É curioso o modo como Jesus comunicava a dinâmica do Reino de Deus às pessoas. Ele não fazia o uso de um discurso enigmático e distante da realidade existencial de seus ouvintes, antes, pedagogicamente, fazia jus a uma fala inclusiva, partindo daquilo que era comum aos seus interlocutores. Jesus fazia-se compreensível, pois partia do chão existencial das pessoas, levando-as a perceber, no ordinário do dia-a-dia, através das pequenas coisas, nos detalhes da vida, o extraordinário de Deus.
Há quem diga, e com verdade, que Jesus fora o “Poeta da Compaixão”, visto o modo simples, porém profundo e cativante, de falar do Reino de Deus às pessoas. Através das parábolas ou comparações, Jesus tinha por finalidade colocar as pessoas em sintonia com as experiências que lhes eram cotidianas, corriqueiras (no seu ser pescador, camponês), para assim levá-las a perceberem o extraordinário no ordinário da existência humana, ajudando-as a abrirem-se ao Reino de Deus, que é o amor sem limites do Pai – Abbá – aos desprezados e marginalizados, que toca o coração do ser humano e convida-o à conversão: despir-se do homem velho e revestir-se do Homem Novo (cf. Ef 4, 22-33).
Nesse contexto, salta aos olhos a passagem bíblica contida em Mt 5, 13-16, que é o Evangelho proposto pela liturgia do 5º Domingo do Tempo Comum.
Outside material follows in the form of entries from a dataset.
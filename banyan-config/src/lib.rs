//! Configuration for banyan-shield.
//!
//! All settings come from `BANYAN_`-prefixed environment variables, optionally
//! seeded from a `.env` file. Only the runtime mode changes which policy is
//! emitted; the reporting settings feed the optional violation forwarding.
//!
//! | Variable | Default |
//! |---|---|
//! | `BANYAN_ENV` (falls back to `NODE_ENV`) | `development` |
//! | `BANYAN_HOST` | `0.0.0.0` |
//! | `BANYAN_PORT` | `3000` |
//! | `BANYAN_CSP_REPORT_ONLY` | `false` |
//! | `BANYAN_CSP_STRICT` | `false` |
//! | `BANYAN_LOGGING_ENDPOINT` | unset |
//! | `BANYAN_LOGGING_TOKEN` | unset |
//! | `BANYAN_SENTRY_DSN` | unset |
//! | `BANYAN_FORWARD_TIMEOUT_MS` | `5000` |
//! | `BANYAN_MAX_REPORT_BYTES` | `65536` |
//!
//! ```
//! use banyan_config::ShieldConfig;
//! use banyan_core::RuntimeMode;
//!
//! let config = ShieldConfig::from_lookup(|key| match key {
//!     "BANYAN_ENV" => Some("production".to_string()),
//!     _ => None,
//! })
//! .unwrap();
//!
//! assert_eq!(config.mode, RuntimeMode::Production);
//! assert_eq!(config.port, 3000);
//! ```

pub mod env;
pub mod error;
pub mod validation;

pub use env::EnvLoader;
pub use error::{ConfigError, Result};
pub use validation::Validate;

use banyan_core::RuntimeMode;
use std::net::{IpAddr, SocketAddr};
use std::path::Path;
use std::time::Duration;

/// Prefix shared by every banyan environment variable.
pub const ENV_PREFIX: &str = "BANYAN";

/// Settings for the violation-report endpoint and its forwarding sinks.
#[derive(Debug, Clone, PartialEq, Eq)]
pub struct ReportingConfig {
    /// External log collector receiving forwarded violations
    pub logging_endpoint: Option<String>,

    /// Bearer credential for the log collector
    pub logging_token: Option<String>,

    /// Error-tracking DSN violations are mirrored to
    pub sentry_dsn: Option<String>,

    /// Per-request timeout for forwarding calls
    pub forward_timeout: Duration,

    /// Largest accepted report body
    pub max_report_bytes: usize,
}

impl Default for ReportingConfig {
    fn default() -> Self {
        Self {
            logging_endpoint: None,
            logging_token: None,
            sentry_dsn: None,
            forward_timeout: Duration::from_millis(5000),
            max_report_bytes: 64 * 1024,
        }
    }
}

impl ReportingConfig {
    /// Whether any forwarding sink is configured
    pub fn forwarding_enabled(&self) -> bool {
        self.logging_endpoint.is_some() || self.sentry_dsn.is_some()
    }

    fn from_loader(env: &EnvLoader) -> Result<Self> {
        let defaults = Self::default();

        Ok(Self {
            logging_endpoint: env.get("logging_endpoint"),
            logging_token: env.get("logging_token"),
            sentry_dsn: env.get("sentry_dsn"),
            forward_timeout: env
                .parse_var::<u64>("forward_timeout_ms")?
                .map(Duration::from_millis)
                .unwrap_or(defaults.forward_timeout),
            max_report_bytes: env
                .parse_var::<usize>("max_report_bytes")?
                .unwrap_or(defaults.max_report_bytes),
        })
    }
}

impl Validate for ReportingConfig {
    fn validate(&self) -> Result<()> {
        if let Some(ref endpoint) = self.logging_endpoint {
            validation::http_url(endpoint, "BANYAN_LOGGING_ENDPOINT")?;
        }
        validation::in_range(
            self.forward_timeout.as_millis() as u64,
            1,
            60_000,
            "BANYAN_FORWARD_TIMEOUT_MS",
        )?;
        validation::in_range(
            self.max_report_bytes,
            1024,
            16 * 1024 * 1024,
            "BANYAN_MAX_REPORT_BYTES",
        )?;
        Ok(())
    }
}

/// Top-level process configuration.
#[derive(Debug, Clone, PartialEq, Eq)]
pub struct ShieldConfig {
    pub mode: RuntimeMode,
    pub host: IpAddr,
    pub port: u16,

    /// Emit `Content-Security-Policy-Report-Only` instead of enforcing
    pub report_only: bool,

    /// Emit the nonce-scoped strict policy with a fresh nonce per response
    pub strict_csp: bool,

    pub reporting: ReportingConfig,
}

impl Default for ShieldConfig {
    fn default() -> Self {
        Self {
            mode: RuntimeMode::Development,
            host: IpAddr::from([0, 0, 0, 0]),
            port: 3000,
            report_only: false,
            strict_csp: false,
            reporting: ReportingConfig::default(),
        }
    }
}

impl ShieldConfig {
    /// Load `.env` (if present) and then read the process environment.
    pub fn from_env() -> Result<Self> {
        load_dotenv(None)?;
        Self::from_loader(&EnvLoader::new(Some(ENV_PREFIX)))
    }

    /// Read configuration through an arbitrary variable lookup.
    pub fn from_lookup<F>(lookup: F) -> Result<Self>
    where
        F: Fn(&str) -> Option<String> + Send + Sync + 'static,
    {
        Self::from_loader(&EnvLoader::with_lookup(Some(ENV_PREFIX), lookup))
    }

    fn from_loader(env: &EnvLoader) -> Result<Self> {
        let defaults = Self::default();

        let mode = match env.get("env").or_else(|| env.raw("NODE_ENV")) {
            Some(value) => value
                .parse::<RuntimeMode>()
                .map_err(|e| ConfigError::invalid("BANYAN_ENV", &value, e.to_string()))?,
            None => defaults.mode,
        };

        let config = Self {
            mode,
            host: env.parse_var::<IpAddr>("host")?.unwrap_or(defaults.host),
            port: env.parse_var::<u16>("port")?.unwrap_or(defaults.port),
            report_only: env.load_bool("csp_report_only")?.unwrap_or(false),
            strict_csp: env.load_bool("csp_strict")?.unwrap_or(false),
            reporting: ReportingConfig::from_loader(env)?,
        };

        config.validate()?;
        Ok(config)
    }

    /// Socket address the server binds to
    pub fn bind_addr(&self) -> SocketAddr {
        SocketAddr::new(self.host, self.port)
    }
}

impl Validate for ShieldConfig {
    fn validate(&self) -> Result<()> {
        self.reporting.validate()
    }
}

/// Load variables from a `.env` file into the process environment.
///
/// With `None` the default `.env` lookup is used and a missing file is not an
/// error. An explicit path must exist.
pub fn load_dotenv(path: Option<&Path>) -> Result<()> {
    match path {
        Some(path) => dotenvy::from_path(path)
            .map_err(|e| ConfigError::Load(format!("{}: {}", path.display(), e))),
        None => match dotenvy::dotenv() {
            Ok(path) => {
                tracing::debug!(path = %path.display(), "Loaded .env file");
                Ok(())
            }
            Err(e) if e.not_found() => Ok(()),
            Err(e) => Err(ConfigError::Load(e.to_string())),
        },
    }
}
Após fazer o belíssimo discurso das Bem-aventuranças (Cf. 5, 1-12), Jesus compara a existência daqueles que se colocaram no caminho com a imagem de dois elementos úteis naquele contexto: “Sal” e “Luz”. Tal comparação é provocativa. O sal é tanto um tempero, que, usado na medida certa, dá sabor ao alimento, como também um bom conservante que preserva o alimento. Quando Jesus compara seus seguidores ao sal, diz que eles melhoram, dão um sabor diferenciado à existência humana. É o sabor do amor e do cuidado de Deus. Além disso, o sal nos ensina o caminho da comunhão na diversidade, pois sua finalidade é alcançada, sobremaneira, quando utilizada em meio aos outros alimentos. Do mesmo modo, os discípulos são chamados a fazer a diferença na comunidade de fé, no contexto em que estão inseridos. No dizer do Papa Francisco, o sal é o discípulo “que se esforça por ser uma presença humilde e construtiva, na fidelidade aos ensinamentos de Jesus que veio ao mundo não para ser servido, mas para servir” (Angelus, 9/02/2020).
De igual modo a luz. A luz dissipa a escuridão e traz à vista o que se encontrava encoberto. Jesus é a luz que dissipou as trevas, mas elas ainda permanecem no mundo e nas pessoas individualmente. Assim, vai dizer o Papa Francisco: “é tarefa do cristão dispersá-las, fazendo resplandecer a luz de Cristo e anunciando o seu Evangelho. Trata-se de uma irradiação que pode derivar até das nossas palavras, mas deve brotar principalmente das nossas boas obras. Um discípulo e uma comunidade cristã são luz no mundo quando orientam os outros para Deus, ajudando cada um a experimentar a sua bondade e misericórdia. O discípulo de Jesus é luz quando sabe viver a sua fé fora dos espaços restritos, quando contribui para eliminar preconceitos, para eliminar calúnias e para fazer entrar a luz da verdade nas situações corrompidas pela hipocrisia e pela mentira. Fazer luz. Mas não se trata da minha luz, é a luz de Jesus: nós somos instrumentos para que a luz de Jesus chegue a todos” (Angelus, 9/02/2020).
À vista disso, as imagens empregadas por Jesus, “Sal” e “Luz”, evidenciam a perspicácia e a sutileza do modo como Jesus via, em todas as nuances da existência, a possibilidade de nos comunicar a vontade do Pai, por consequência, levando os seus ouvintes a compreender e internalizar a mensagem enunciada, a ver Deus que se manifesta na história humana. Portanto, com o modo de Jesus anunciar o advento do Reino, compreendemos que a vida, em seus desdobramentos, faz um apelo à nossa sensibilidade, a fim de notarmos a “assinatura do Criador” em sua obra criada, bem como convidando-nos à uma relação de intimidade consigo e, por consequência, a sermos colaboradores na construção do Reino de Deus, cuja marca é o amor afeito à proximidade e à solidariedade.